WHAT TO PRODUCE:
Look through the lines below and copy each one that includes "style".

RECORDS SUPPLIED:

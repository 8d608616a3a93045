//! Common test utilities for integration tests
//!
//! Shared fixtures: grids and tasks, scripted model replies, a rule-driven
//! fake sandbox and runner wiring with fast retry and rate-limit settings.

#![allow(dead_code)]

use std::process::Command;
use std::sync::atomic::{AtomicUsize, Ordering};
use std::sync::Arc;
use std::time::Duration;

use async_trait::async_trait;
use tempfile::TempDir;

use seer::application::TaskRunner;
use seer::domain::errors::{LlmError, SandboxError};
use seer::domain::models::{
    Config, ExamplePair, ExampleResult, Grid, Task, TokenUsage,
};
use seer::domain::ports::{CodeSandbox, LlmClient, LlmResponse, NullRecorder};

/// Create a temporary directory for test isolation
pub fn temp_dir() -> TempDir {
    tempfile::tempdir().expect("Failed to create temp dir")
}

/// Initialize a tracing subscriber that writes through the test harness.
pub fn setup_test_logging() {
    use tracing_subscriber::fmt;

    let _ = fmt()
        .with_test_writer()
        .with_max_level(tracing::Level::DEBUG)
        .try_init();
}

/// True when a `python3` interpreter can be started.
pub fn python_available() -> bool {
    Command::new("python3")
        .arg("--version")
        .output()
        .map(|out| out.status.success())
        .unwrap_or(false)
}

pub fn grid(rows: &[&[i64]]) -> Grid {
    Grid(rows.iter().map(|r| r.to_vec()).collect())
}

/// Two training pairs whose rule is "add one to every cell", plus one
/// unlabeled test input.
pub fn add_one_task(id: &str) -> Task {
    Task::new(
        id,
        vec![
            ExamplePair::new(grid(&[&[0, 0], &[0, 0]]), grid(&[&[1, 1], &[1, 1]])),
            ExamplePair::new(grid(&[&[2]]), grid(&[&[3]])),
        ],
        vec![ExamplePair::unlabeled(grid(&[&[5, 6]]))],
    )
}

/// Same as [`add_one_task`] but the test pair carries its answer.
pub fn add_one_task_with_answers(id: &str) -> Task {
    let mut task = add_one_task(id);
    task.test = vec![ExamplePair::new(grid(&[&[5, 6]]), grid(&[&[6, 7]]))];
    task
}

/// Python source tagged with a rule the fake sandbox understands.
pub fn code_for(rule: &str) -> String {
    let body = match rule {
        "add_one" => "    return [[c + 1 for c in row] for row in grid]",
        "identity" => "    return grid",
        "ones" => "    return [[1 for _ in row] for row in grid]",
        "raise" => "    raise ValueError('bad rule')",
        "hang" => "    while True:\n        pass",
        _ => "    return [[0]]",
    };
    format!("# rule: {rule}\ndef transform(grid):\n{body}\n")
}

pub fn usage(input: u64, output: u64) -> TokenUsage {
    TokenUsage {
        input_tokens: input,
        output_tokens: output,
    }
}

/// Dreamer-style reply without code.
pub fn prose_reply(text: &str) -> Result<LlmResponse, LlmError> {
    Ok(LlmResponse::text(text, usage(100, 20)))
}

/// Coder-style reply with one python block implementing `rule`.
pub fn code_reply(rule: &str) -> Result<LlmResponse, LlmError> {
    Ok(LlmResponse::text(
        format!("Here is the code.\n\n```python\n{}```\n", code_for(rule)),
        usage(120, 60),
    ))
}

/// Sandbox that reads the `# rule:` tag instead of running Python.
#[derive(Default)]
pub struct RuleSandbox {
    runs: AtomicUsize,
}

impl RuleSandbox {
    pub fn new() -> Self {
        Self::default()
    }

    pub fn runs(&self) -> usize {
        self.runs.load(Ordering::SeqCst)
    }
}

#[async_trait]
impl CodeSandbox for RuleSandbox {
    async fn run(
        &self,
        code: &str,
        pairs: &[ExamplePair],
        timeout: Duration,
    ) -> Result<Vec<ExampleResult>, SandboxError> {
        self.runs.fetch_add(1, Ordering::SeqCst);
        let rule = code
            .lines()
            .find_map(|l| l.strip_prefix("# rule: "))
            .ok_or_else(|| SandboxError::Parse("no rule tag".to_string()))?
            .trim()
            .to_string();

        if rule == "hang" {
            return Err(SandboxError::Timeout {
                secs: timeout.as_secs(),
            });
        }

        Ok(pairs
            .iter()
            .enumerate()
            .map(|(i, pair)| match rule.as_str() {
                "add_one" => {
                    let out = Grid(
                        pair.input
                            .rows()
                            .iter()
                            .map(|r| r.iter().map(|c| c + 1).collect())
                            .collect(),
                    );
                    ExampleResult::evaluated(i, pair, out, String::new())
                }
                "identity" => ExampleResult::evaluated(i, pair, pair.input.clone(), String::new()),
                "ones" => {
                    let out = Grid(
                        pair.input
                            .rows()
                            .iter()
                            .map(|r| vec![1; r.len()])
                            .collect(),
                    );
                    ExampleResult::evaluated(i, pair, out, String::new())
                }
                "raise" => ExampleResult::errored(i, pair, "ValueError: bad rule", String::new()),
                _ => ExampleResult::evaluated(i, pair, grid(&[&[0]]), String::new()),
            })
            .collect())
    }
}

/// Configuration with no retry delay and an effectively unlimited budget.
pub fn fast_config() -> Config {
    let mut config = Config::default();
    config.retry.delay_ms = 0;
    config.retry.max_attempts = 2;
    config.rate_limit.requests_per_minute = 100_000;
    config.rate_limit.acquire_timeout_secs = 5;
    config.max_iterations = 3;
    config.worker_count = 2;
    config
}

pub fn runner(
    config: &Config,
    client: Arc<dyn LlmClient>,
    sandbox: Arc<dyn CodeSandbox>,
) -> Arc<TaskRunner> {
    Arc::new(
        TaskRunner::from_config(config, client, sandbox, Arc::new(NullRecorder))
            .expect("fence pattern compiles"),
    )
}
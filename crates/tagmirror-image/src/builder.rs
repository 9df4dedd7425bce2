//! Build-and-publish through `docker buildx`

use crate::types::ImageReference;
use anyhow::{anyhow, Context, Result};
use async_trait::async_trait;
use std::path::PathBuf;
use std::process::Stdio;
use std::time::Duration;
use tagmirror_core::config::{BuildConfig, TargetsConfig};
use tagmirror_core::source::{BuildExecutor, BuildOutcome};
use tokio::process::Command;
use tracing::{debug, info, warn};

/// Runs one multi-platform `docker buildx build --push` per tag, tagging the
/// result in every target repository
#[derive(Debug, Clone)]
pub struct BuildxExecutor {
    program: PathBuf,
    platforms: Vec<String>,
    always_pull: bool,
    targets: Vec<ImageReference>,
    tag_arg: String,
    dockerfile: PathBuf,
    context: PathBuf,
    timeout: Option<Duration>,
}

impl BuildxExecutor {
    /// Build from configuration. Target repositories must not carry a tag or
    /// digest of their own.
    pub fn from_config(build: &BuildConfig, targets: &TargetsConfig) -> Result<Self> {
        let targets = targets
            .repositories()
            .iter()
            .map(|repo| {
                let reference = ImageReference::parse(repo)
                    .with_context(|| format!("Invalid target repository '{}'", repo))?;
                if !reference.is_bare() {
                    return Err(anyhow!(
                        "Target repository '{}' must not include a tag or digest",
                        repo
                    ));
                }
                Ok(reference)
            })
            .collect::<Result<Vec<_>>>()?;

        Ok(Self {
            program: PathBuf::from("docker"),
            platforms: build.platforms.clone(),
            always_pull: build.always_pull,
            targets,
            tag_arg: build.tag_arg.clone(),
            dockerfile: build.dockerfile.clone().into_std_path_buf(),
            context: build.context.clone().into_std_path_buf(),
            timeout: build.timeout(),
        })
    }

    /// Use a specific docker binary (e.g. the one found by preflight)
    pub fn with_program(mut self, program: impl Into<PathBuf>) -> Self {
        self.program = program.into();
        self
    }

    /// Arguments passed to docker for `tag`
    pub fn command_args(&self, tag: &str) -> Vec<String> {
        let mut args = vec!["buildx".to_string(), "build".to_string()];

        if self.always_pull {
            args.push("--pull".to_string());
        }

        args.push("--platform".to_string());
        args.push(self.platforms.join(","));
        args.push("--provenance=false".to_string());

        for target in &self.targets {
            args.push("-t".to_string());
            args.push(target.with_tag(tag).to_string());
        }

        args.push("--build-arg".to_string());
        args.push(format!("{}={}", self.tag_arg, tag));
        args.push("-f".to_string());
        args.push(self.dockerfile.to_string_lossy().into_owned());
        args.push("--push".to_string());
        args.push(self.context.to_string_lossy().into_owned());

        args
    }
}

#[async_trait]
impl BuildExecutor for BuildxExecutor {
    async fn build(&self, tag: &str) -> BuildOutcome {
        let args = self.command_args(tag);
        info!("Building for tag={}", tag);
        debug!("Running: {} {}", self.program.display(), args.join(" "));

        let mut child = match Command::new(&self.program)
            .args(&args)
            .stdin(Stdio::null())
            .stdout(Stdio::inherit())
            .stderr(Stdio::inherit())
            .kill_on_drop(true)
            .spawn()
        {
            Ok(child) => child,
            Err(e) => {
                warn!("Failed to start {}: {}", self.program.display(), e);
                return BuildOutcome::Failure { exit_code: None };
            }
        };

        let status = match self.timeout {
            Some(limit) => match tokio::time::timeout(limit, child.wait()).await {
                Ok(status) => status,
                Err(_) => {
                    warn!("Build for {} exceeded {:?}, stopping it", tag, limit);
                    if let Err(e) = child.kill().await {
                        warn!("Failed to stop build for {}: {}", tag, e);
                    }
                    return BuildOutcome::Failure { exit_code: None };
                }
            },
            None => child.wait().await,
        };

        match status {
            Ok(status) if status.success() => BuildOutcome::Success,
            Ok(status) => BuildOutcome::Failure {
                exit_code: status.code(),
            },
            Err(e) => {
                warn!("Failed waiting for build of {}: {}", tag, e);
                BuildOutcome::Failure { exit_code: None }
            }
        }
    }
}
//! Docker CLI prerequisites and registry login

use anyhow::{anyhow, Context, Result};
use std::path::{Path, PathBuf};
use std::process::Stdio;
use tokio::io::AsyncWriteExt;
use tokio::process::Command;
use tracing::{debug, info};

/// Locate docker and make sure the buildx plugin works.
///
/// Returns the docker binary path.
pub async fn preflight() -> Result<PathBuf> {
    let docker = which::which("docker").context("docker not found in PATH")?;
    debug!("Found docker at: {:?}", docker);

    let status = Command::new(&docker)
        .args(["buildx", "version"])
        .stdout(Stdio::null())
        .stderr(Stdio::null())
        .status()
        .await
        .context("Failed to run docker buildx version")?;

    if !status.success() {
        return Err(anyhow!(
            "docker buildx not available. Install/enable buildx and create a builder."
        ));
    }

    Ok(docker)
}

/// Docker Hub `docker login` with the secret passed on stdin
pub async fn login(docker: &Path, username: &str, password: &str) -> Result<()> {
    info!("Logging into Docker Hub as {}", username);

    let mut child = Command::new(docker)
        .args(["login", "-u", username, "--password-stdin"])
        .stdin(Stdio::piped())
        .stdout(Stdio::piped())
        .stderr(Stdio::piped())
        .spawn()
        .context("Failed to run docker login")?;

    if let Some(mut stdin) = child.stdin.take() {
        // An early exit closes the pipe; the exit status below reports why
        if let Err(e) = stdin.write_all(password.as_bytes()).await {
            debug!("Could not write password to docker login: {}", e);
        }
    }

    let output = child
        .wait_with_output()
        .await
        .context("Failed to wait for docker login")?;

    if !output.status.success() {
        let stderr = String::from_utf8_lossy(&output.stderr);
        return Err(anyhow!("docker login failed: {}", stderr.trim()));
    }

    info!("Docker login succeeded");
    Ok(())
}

RESULT:
/// Dreamer-style reply without code.
/// Coder-style reply with one python block implementing `rule`.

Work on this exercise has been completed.